There is also a home theater play. When the Ultra Speaker is paired with the Ultra Soundbar as rear channels, the height driver activates as an Atmos channel, extending the line's utility beyond music. That gives Bose a more flexible upsell path than a typical smart speaker, though it requires a meaningful additional spend on the $1,099 soundbar.
Sonos Era 100 Stays the Value Play
The pricing comparison is where the review becomes more measured. At $299 for a single speaker, the Lifestyle Ultra is $80 more expensive than the Sonos Era 100, the long-standing category benchmark. The reviewer's 8.3 out of 10 score reflects real praise for design, sound, and feature breadth including Alexa, AirPlay, Bluetooth, Spotify Connect, and a 3.5mm aux input, but the price premium and missing backward compatibility hold the rating back from elite territory. The lack of native 24-bit/192kHz support at launch is another small ding for audiophile-leaning buyers. For shoppers choosing between one speaker in this category, Sonos still looks like the value pick, and Bose's job is to convince them that a stereo pair is the configuration worth buying.
Key points
- CNET scored the Bose Lifestyle Ultra Speaker 8.3 out of 10, praising its compact design and sound quality
- Bose shifted the lineup from a proprietary app setup to Google Cast and AirPlay for broader interoperability
- At $299, the speaker costs $80 more than the competing Sonos Era 100
- A stereo pair, discounted by $70, is strongly recommended over a single speaker
- The new speakers are not backward-compatible with earlier Bose Wi-Fi models
If Bose's open-ecosystem gamble pays off, the Lifestyle Collection could pull in buyers who had previously been locked into Sonos or who have been waiting for a less proprietary alternative. The stereo-pair discount and Atmos compatibility when mated with the Ultra Soundbar give the line room to expand into fuller home theater setups, lifting average order value beyond a single $299 speaker.

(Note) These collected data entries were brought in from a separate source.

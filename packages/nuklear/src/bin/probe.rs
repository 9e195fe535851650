//! Version probe child process, see `nuklear::probe`.

use std::io::{
    self,
    stdin,
    stdout,
};
use anyhow::Result;


fn main() -> Result<()> {
    // stdout carries the reply, so log to stderr
    nuklear::logging::init_logging(io::stderr)?;

    nuklear::probe::serve(stdin().lock(), stdout().lock())
}
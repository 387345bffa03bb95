//! The kLCP bit vector (§4.5 step 5, §9 Design Notes).
//!
//! `KLCP[i] = 1` iff the length-`(k-1)` prefixes of the suffixes ranked `i`
//! and `i+1` are equal and both suffixes have at least `k - 1` remaining
//! characters. Built directly from the in-memory suffix array and text
//! during construction (the simpler of the two valid strategies the Design
//! Notes allow, trading a little build-time CPU for not needing the
//! packed-sample reconstruction scheme).

use rayon::prelude::*;

use crate::bitvector::BitVector;

/// Builds the kLCP vector for dense text `text` (length `n`, codes 0..=3,
/// sentinel-less) given its suffix array `sa` (length `n + 1`, sentinel
/// included) and k-mer length `k`.
pub fn build_klcp(text: &[u8], sa: &[i32], k: usize) -> BitVector {
    let n = text.len();
    let prefix_len = k - 1;

    BitVector::from_bits_parallel(n + 1, |i| {
        if i >= n {
            return false;
        }

        let p1 = sa[i] as usize;
        let p2 = sa[i + 1] as usize;

        if p1 + prefix_len > n || p2 + prefix_len > n {
            return false;
        }

        text[p1..p1 + prefix_len] == text[p2..p2 + prefix_len]
    })
}

#[cfg(test)]
mod tests {
    use super::*;

    #[test]
    fn matches_spec_example() {
        // "CACACat", k=3. Dense codes: C=1 A=0 C=1 A=0 C=1 a(A)=0 t(T)=3
        let text = [1u8, 0, 1, 0, 1, 0, 3];
        // suffix array of "CACACAT$" (case-folded, sentinel smallest)
        // suffixes: 0:CACACAT 1:ACACAT 2:CACAT 3:ACAT 4:CAT 5:AT 6:T 7:(empty)
        // sorted: "" < ACACAT < ACAT < AT < CACACAT < CACAT < CAT < T
        let sa = [7, 1, 3, 5, 0, 2, 4, 6];
        let klcp = build_klcp(&text, &sa, 3);

        let expected = [false, true, false, false, true, true, false, false];
        for i in 0..8 {
            assert_eq!(klcp.get(i), expected[i], "klcp[{i}]");
        }
    }
}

The $80 premium over the Sonos Era 100 is a hard sell for budget-conscious shoppers, and breaking backward compatibility with older Bose Wi-Fi speakers risks alienating the existing Bose customer base. The roughly 10-minute software update per speaker during setup and the absence of native 24-bit/192kHz support at launch also point to a product that may feel unfinished for early adopters.